Cumere et Narvais tentèrent de s’exprimer. En vain, car Cadsuane ne leur en laissa pas placer une. Très calme, elle tissait sa toile, et ses interlocutrices se décomposaient.
— Cet endroit te perturbe ? demanda brusquement Harine.
— J’ai l’impression d’avoir perdu mes yeux, répondit Shalon, glacée de terreur par sa propre métaphore. J’ai peur, Maîtresse des Vagues, mais avec l’aide de la Lumière, je m’en sortirai.
Il le fallait, en tout cas !
Harine plissa le nez en désignant les femmes qui les précédaient.
— J’ignore si nous dénicherons dans le palais d’Aleis une baignoire assez grande pour nous deux, et je doute qu’on nous servira du vin coupé au miel, mais nous trouverons bien quelque chose d’agréable…
Harine détourna le regard de Cadsuane et des autres, puis elle toucha maladroitement le bras de sa sœur.
— Quand j’étais enfant, j’avais peur du noir, et tu restais avec moi jusqu’à ce que ça passe. Aujourd’hui, je ne te laisserai pas seule, Shalon.

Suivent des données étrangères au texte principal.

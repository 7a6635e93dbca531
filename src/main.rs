//! iconforge CLI entrypoint
//! Parses command-line arguments and dispatches to the generate use case.
#![deny(unsafe_code)]

use std::path::PathBuf;
use std::sync::Arc;

use anyhow::Context;
use clap::Parser;
use tracing::{Level, error, info};
use tracing_subscriber::EnvFilter;

use iconforge::application::{GenerateBatchUseCase, GenerateRequest};
use iconforge::generation::{GeneratorPipeline, OutputTarget, Scope, TemplateSource, WikiRepo};
use iconforge::infrastructure::{
    FileSystemArtifactWriter, GitCliWikiRepo, JsonAssociationLoader, LocalTemplateSource,
    RemoteTemplateSource,
};

#[derive(Parser)]
#[command(name = "iconforge")]
#[command(author, version, about, long_about = None)]
struct Cli {
    #[command(subcommand)]
    pub command: Commands,
}

#[derive(clap::Subcommand, Debug)]
pub enum Commands {
    /// Generate icon association artifacts
    Generate {
        #[command(subcommand)]
        target: GenerateTargets,
    },
}

#[derive(clap::Subcommand, Debug)]
pub enum GenerateTargets {
    /// Kotlin association maps published to the project wiki
    Kotlin {
        /// Which association kinds to generate: all, files or folders
        #[arg(long, default_value = "all")]
        scope: String,
        /// GitHub account owning the wiki
        #[arg(long)]
        account: String,
        /// Where artifacts go: 'local' writes next to the binary and
        /// fetches the template over HTTPS; 'repo' works inside a wiki
        /// working copy and synchronizes it
        #[arg(long, default_value = "local")]
        output: String,
        /// Directory containing the association JSON documents
        #[arg(long, default_value = "associations")]
        associations_dir: PathBuf,
        /// Previously-prepared wiki working copy (required with --output repo)
        #[arg(long)]
        wiki_dir: Option<PathBuf>,
    },
}

#[tokio::main]
async fn main() -> anyhow::Result<()> {
    // Initialize logging with default level INFO
    tracing_subscriber::fmt()
        .with_env_filter(EnvFilter::from_default_env().add_directive(Level::INFO.into()))
        .init();

    info!("Starting iconforge CLI");
    let cli = Cli::parse();
    match &cli.command {
        Commands::Generate { target } => match target {
            GenerateTargets::Kotlin {
                scope,
                account,
                output,
                associations_dir,
                wiki_dir,
            } => {
                generate_kotlin(scope, account, output, associations_dir, wiki_dir.as_ref())
                    .await?
            }
        },
    }
    Ok(())
}

/// Build the adapters for the requested sync mode and run the batch
async fn generate_kotlin(
    scope: &str,
    account: &str,
    output: &str,
    associations_dir: &PathBuf,
    wiki_dir: Option<&PathBuf>,
) -> anyhow::Result<()> {
    let scope: Scope = scope
        .parse()
        .map_err(|e| anyhow::anyhow!("Invalid scope '{scope}': {e}"))?;
    let output: OutputTarget = output
        .parse()
        .map_err(|e| anyhow::anyhow!("Invalid output target '{output}': {e}"))?;

    let request = GenerateRequest {
        scope,
        account: account.to_string(),
        output,
        associations_dir: associations_dir.clone(),
        wiki_dir: wiki_dir.cloned(),
    };

    // Artifacts land in the wiki working copy, or next to the binary
    let base_dir = match output {
        OutputTarget::Repo => wiki_dir
            .cloned()
            .context("--wiki-dir is required when --output repo")?,
        OutputTarget::Local => std::env::current_exe()
            .context("Failed to locate the running binary")?
            .parent()
            .map(PathBuf::from)
            .context("Running binary has no parent directory")?,
    };

    let template_source: Arc<dyn TemplateSource> = match output {
        OutputTarget::Repo => Arc::new(LocalTemplateSource::new(base_dir.clone())),
        OutputTarget::Local => Arc::new(RemoteTemplateSource::new(account)?),
    };
    let writer = Arc::new(FileSystemArtifactWriter::new(base_dir.clone()));
    let pipeline = Arc::new(GeneratorPipeline::new(template_source, writer));
    let association_source = Arc::new(JsonAssociationLoader::new(
        request.associations_dir.clone(),
    ));
    let wiki_repo: Option<Arc<dyn WikiRepo>> = match output {
        OutputTarget::Repo => Some(Arc::new(GitCliWikiRepo::new(base_dir))),
        OutputTarget::Local => None,
    };

    let use_case = GenerateBatchUseCase::new(association_source, pipeline, wiki_repo);
    let response = use_case.execute(&request).await.map_err(|e| {
        error!("Generation failed: {e}");
        anyhow::anyhow!("Generation failed: {e}")
    })?;

    info!(
        artifacts = response.artifacts.len(),
        "Finished generating association artifacts"
    );
    if let Some(sync) = response.sync {
        info!(
            committed = sync.committed,
            pushed = sync.pushed,
            "Wiki synchronization complete"
        );
    }
    Ok(())
}
//! Batch synchronization: one commit per changed artifact, at most one push
//! per batch.

use crate::generation::{Artifact, GenerationError, WikiRepo};
use tracing::{debug, info};

/// What a sync pass did, for logging and tests
#[derive(Debug, Clone, Copy, Default, PartialEq, Eq)]
pub struct SyncReport {
    /// How many commits recorded a real change
    pub committed: usize,
    /// Whether the batch was pushed
    pub pushed: bool,
}

/// Commits every artifact in batch order and pushes once if any commit
/// recorded a real change.
///
/// The any-commit flag is a cumulative OR over the sequential loop; every
/// commit result is observed. The push carries the total batch length, not
/// the changed count. An empty batch performs no repository calls. The
/// first commit or push error aborts the remaining sequence; commits
/// already performed stay in the repository.
pub async fn sync_batch(
    repo: &dyn WikiRepo,
    batch: &[Artifact],
) -> Result<SyncReport, GenerationError> {
    let mut report = SyncReport::default();
    if batch.is_empty() {
        debug!("Empty batch, skipping wiki synchronization");
        return Ok(report);
    }

    let mut any_committed = false;
    for artifact in batch {
        let committed = repo.commit_file(&artifact.filename, &artifact.content).await?;
        any_committed |= committed;
        if committed {
            report.committed += 1;
        }
    }

    if any_committed {
        info!(artifacts = batch.len(), "Pushing batch to wiki");
        repo.push(batch.len()).await?;
        report.pushed = true;
    } else {
        info!("No artifact changed, skipping push");
    }

    Ok(report)
}

#[cfg(test)]
mod tests {
    use super::*;
    use async_trait::async_trait;
    use std::collections::VecDeque;
    use std::sync::Mutex;

    /// Records every repository call and replays scripted commit outcomes
    #[derive(Default)]
    struct ScriptedRepo {
        outcomes: Mutex<VecDeque<Result<bool, String>>>,
        commits: Mutex<Vec<String>>,
        pushes: Mutex<Vec<usize>>,
        push_error: Option<String>,
    }

    impl ScriptedRepo {
        fn with_outcomes(outcomes: Vec<Result<bool, String>>) -> Self {
            Self {
                outcomes: Mutex::new(outcomes.into()),
                ..Default::default()
            }
        }
    }

    #[async_trait]
    impl WikiRepo for ScriptedRepo {
        async fn commit_file(
            &self,
            filename: &str,
            _content: &str,
        ) -> Result<bool, GenerationError> {
            self.commits.lock().unwrap().push(filename.to_string());
            match self.outcomes.lock().unwrap().pop_front() {
                Some(Ok(committed)) => Ok(committed),
                Some(Err(message)) => Err(GenerationError::Sync(message)),
                None => panic!("unexpected commit call for {filename}"),
            }
        }

        async fn push(&self, artifact_count: usize) -> Result<(), GenerationError> {
            self.pushes.lock().unwrap().push(artifact_count);
            match &self.push_error {
                Some(message) => Err(GenerationError::Sync(message.clone())),
                None => Ok(()),
            }
        }
    }

    fn batch_of(filenames: &[&str]) -> Vec<Artifact> {
        filenames
            .iter()
            .map(|filename| Artifact {
                filename: filename.to_string(),
                content: format!("content of {filename}"),
            })
            .collect()
    }

    #[tokio::test]
    async fn test_single_push_with_total_count_when_any_commit() {
        let repo = ScriptedRepo::with_outcomes(vec![Ok(false), Ok(true), Ok(false)]);
        let batch = batch_of(&["a.kt", "b.kt", "c.kt"]);

        let report = sync_batch(&repo, &batch).await.unwrap();

        assert_eq!(report, SyncReport { committed: 1, pushed: true });
        assert_eq!(*repo.commits.lock().unwrap(), vec!["a.kt", "b.kt", "c.kt"]);
        // Exactly one push, carrying the batch length, not the changed count
        assert_eq!(*repo.pushes.lock().unwrap(), vec![3]);
    }

    #[tokio::test]
    async fn test_no_push_when_all_commits_report_no_change() {
        let repo = ScriptedRepo::with_outcomes(vec![Ok(false), Ok(false)]);
        let batch = batch_of(&["a.kt", "b.kt"]);

        let report = sync_batch(&repo, &batch).await.unwrap();

        assert_eq!(report, SyncReport { committed: 0, pushed: false });
        assert!(repo.pushes.lock().unwrap().is_empty());
    }

    #[tokio::test]
    async fn test_empty_batch_makes_no_repository_calls() {
        let repo = ScriptedRepo::default();

        let report = sync_batch(&repo, &[]).await.unwrap();

        assert_eq!(report, SyncReport::default());
        assert!(repo.commits.lock().unwrap().is_empty());
        assert!(repo.pushes.lock().unwrap().is_empty());
    }

    #[tokio::test]
    async fn test_commit_error_aborts_remaining_sequence() {
        let repo = ScriptedRepo::with_outcomes(vec![
            Ok(true),
            Err("refusing to commit".to_string()),
        ]);
        let batch = batch_of(&["a.kt", "b.kt", "c.kt"]);

        let result = sync_batch(&repo, &batch).await;

        assert!(matches!(result, Err(GenerationError::Sync(_))));
        // The third commit never runs, and neither does the push
        assert_eq!(*repo.commits.lock().unwrap(), vec!["a.kt", "b.kt"]);
        assert!(repo.pushes.lock().unwrap().is_empty());
    }

    #[tokio::test]
    async fn test_push_error_propagates() {
        let mut repo = ScriptedRepo::with_outcomes(vec![Ok(true)]);
        repo.push_error = Some("remote rejected".to_string());
        let batch = batch_of(&["a.kt"]);

        let result = sync_batch(&repo, &batch).await;

        assert!(matches!(result, Err(GenerationError::Sync(_))));
        assert_eq!(*repo.pushes.lock().unwrap(), vec![1]);
    }

    #[tokio::test]
    async fn test_every_commit_result_is_observed() {
        // A later no-change commit must not drop an earlier change
        let repo = ScriptedRepo::with_outcomes(vec![Ok(true), Ok(false)]);
        let batch = batch_of(&["a.kt", "b.kt"]);

        let report = sync_batch(&repo, &batch).await.unwrap();

        assert!(report.pushed);
        assert_eq!(*repo.pushes.lock().unwrap(), vec![2]);
    }
}
//! Template source fetching the hosted wiki page over HTTPS

use async_trait::async_trait;
use reqwest::{Client, StatusCode};
use url::Url;

use crate::generation::{GenerationError, REPO_NAME, TemplateSource};
use crate::infrastructure::templates::TEMPLATE_PAGE;

/// Fetches the template page from the hosted wiki of the account's
/// repository.
///
/// A single attempt per fetch, and deliberately no client timeout: a hung
/// connection blocks the run rather than producing a partial batch.
pub struct RemoteTemplateSource {
    url: Url,
    client: Client,
}

impl RemoteTemplateSource {
    pub fn new(account: &str) -> Result<Self, GenerationError> {
        let url = Url::parse(&format!(
            "https://raw.githubusercontent.com/wiki/{account}/{REPO_NAME}/{TEMPLATE_PAGE}"
        ))
        .map_err(|e| {
            GenerationError::TemplateFetch(format!(
                "Invalid wiki template URL for account '{account}': {e}"
            ))
        })?;
        Ok(Self::with_url(url))
    }

    /// Point the source at an explicit URL. Used by tests against a mock
    /// server; production code goes through [`RemoteTemplateSource::new`].
    pub fn with_url(url: Url) -> Self {
        let client = Client::builder()
            .user_agent(concat!(
                env!("CARGO_PKG_NAME"),
                "/",
                env!("CARGO_PKG_VERSION")
            ))
            .build()
            .expect("Failed to create HTTP client");

        Self { url, client }
    }
}

#[async_trait]
impl TemplateSource for RemoteTemplateSource {
    fn describe(&self) -> String {
        self.url.to_string()
    }

    async fn fetch(&self) -> Result<String, GenerationError> {
        let response = self.client.get(self.url.clone()).send().await.map_err(|e| {
            GenerationError::TemplateFetch(format!(
                "Failed to request wiki page {}: {}",
                self.url, e
            ))
        })?;

        // A well-formed error page is not a valid template
        let status = response.status();
        if status != StatusCode::OK {
            return Err(GenerationError::TemplateFetch(format!(
                "HTTP {} when fetching {}",
                status, self.url
            )));
        }

        response.text().await.map_err(|e| {
            GenerationError::TemplateFetch(format!(
                "Failed to read wiki page body from {}: {}",
                self.url, e
            ))
        })
    }
}
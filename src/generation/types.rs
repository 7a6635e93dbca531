//! Core types for the generation domain

use serde::Deserialize;
use std::fmt;
use std::str::FromStr;

/// One file association: which icon applies to which file naming rule.
///
/// Records are sourced from the association tables and keep their insertion
/// order, which determines line order in generated artifacts.
#[derive(Debug, Clone, PartialEq, Eq, Deserialize)]
pub struct IconAssociation {
    pub name: String,
    pub pattern: String,
    pub icon: String,
    #[serde(rename = "fileNames")]
    pub file_names: String,
}

/// One folder association: which icon applies to which folder naming rule.
#[derive(Debug, Clone, PartialEq, Eq, Deserialize)]
pub struct FolderAssociation {
    pub name: String,
    pub pattern: String,
    pub icon: String,
    #[serde(rename = "folderNames")]
    pub folder_names: String,
}

/// A generated output file: relative filename plus the complete new body
#[derive(Debug, Clone, PartialEq, Eq)]
pub struct Artifact {
    pub filename: String,
    pub content: String,
}

/// Which association kinds a run generates
#[derive(Debug, Clone, Copy, PartialEq, Eq)]
pub enum Scope {
    All,
    Files,
    Folders,
}

impl Scope {
    pub fn includes_files(&self) -> bool {
        matches!(self, Scope::All | Scope::Files)
    }

    pub fn includes_folders(&self) -> bool {
        matches!(self, Scope::All | Scope::Folders)
    }
}

impl fmt::Display for Scope {
    fn fmt(&self, f: &mut fmt::Formatter<'_>) -> fmt::Result {
        match self {
            Scope::All => write!(f, "all"),
            Scope::Files => write!(f, "files"),
            Scope::Folders => write!(f, "folders"),
        }
    }
}

impl FromStr for Scope {
    type Err = crate::generation::GenerationError;

    fn from_str(s: &str) -> Result<Self, Self::Err> {
        match s.to_lowercase().as_str() {
            "all" => Ok(Scope::All),
            "files" => Ok(Scope::Files),
            "folders" => Ok(Scope::Folders),
            _ => Err(crate::generation::GenerationError::InvalidScope(
                s.to_string(),
            )),
        }
    }
}

/// Where artifacts are written and where the template comes from.
///
/// `Repo` writes into a previously-prepared wiki working copy and reads the
/// template from it; `Local` writes next to the running binary and fetches
/// the template over HTTPS.
#[derive(Debug, Clone, Copy, PartialEq, Eq)]
pub enum OutputTarget {
    Local,
    Repo,
}

impl fmt::Display for OutputTarget {
    fn fmt(&self, f: &mut fmt::Formatter<'_>) -> fmt::Result {
        match self {
            OutputTarget::Local => write!(f, "local"),
            OutputTarget::Repo => write!(f, "repo"),
        }
    }
}

impl FromStr for OutputTarget {
    type Err = crate::generation::GenerationError;

    fn from_str(s: &str) -> Result<Self, Self::Err> {
        match s.to_lowercase().as_str() {
            "local" => Ok(OutputTarget::Local),
            "repo" => Ok(OutputTarget::Repo),
            _ => Err(crate::generation::GenerationError::InvalidOutputTarget(
                s.to_string(),
            )),
        }
    }
}
//! Template source reading from a prepared wiki working copy

use async_trait::async_trait;
use std::path::PathBuf;
use tokio::fs;

use crate::generation::utils::unix_join;
use crate::generation::{GenerationError, TemplateSource};
use crate::infrastructure::templates::TEMPLATE_PAGE;

/// Reads the template page from the wiki working copy root
pub struct LocalTemplateSource {
    wiki_dir: PathBuf,
}

impl LocalTemplateSource {
    pub fn new(wiki_dir: PathBuf) -> Self {
        Self { wiki_dir }
    }
}

#[async_trait]
impl TemplateSource for LocalTemplateSource {
    fn describe(&self) -> String {
        unix_join(&self.wiki_dir, TEMPLATE_PAGE)
    }

    async fn fetch(&self) -> Result<String, GenerationError> {
        let path = self.wiki_dir.join(TEMPLATE_PAGE);
        fs::read_to_string(&path).await.map_err(|e| {
            GenerationError::TemplateFetch(format!(
                "Failed to read template page {}: {}",
                unix_join(&self.wiki_dir, TEMPLATE_PAGE),
                e
            ))
        })
    }
}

La Régente des Vents trébucha et faillit s’étaler. Sauf en privé, Harine ne l’avait plus appelée par son prénom depuis qu’elle avait été promue Maîtresse des Voiles. Et depuis ce temps, même en tête à tête, elle ne s’était plus montrée très amicale.
— Merci… hum… Harine.
La Maîtresse des Vagues tapota de nouveau le bras de sa sœur et sourit. N’ayant plus l’habitude de cet exercice, elle ne réussit pas très bien, mais seule l’intention comptait.
Quand elle regarda de nouveau devant elle, son regard redevint glacial.
— Je vais peut-être pouvoir négocier… Cadsuane est en train de déplacer leur lest, et elles vont prendre de la gîte. Quand tu parleras à l’Aes Sedai, essaie de découvrir comment elle s’y est prise…
» J’aimerais faire sauter les canines d’Aleis pour les porter autour du cou ! M’abandonner comme ça, sans un mot… Mais je fais passer avant tout la sécurité du Coramoor. Il ne faut pas que Cadsuane le mette en danger. Tu dois découvrir ce qu’elle mijote, Shalon.
— Cadsuane complote comme le commun des mortels respire, soupira Shalon. Mais je vais essayer, Harine. Je ferai de mon mieux, c’est promis.
— Tu l’as toujours fait, et tu le feras toujours… Je le sais.
Shalon soupira de nouveau. Il était bien trop tôt pour mettre à l’épreuve la nouvelle compassion de sa sœur. Tout avouer pouvait lui valoir l’absolution, mais ce n’était pas garanti, et elle ne survivrait pas à la perte de son rang et à la ruine de son mariage.
Pourtant, pour la première fois depuis que Verin lui avait exposé les conditions de Cadsuane, si elle voulait protéger son secret, se confesser ne lui paraissait plus hors de question.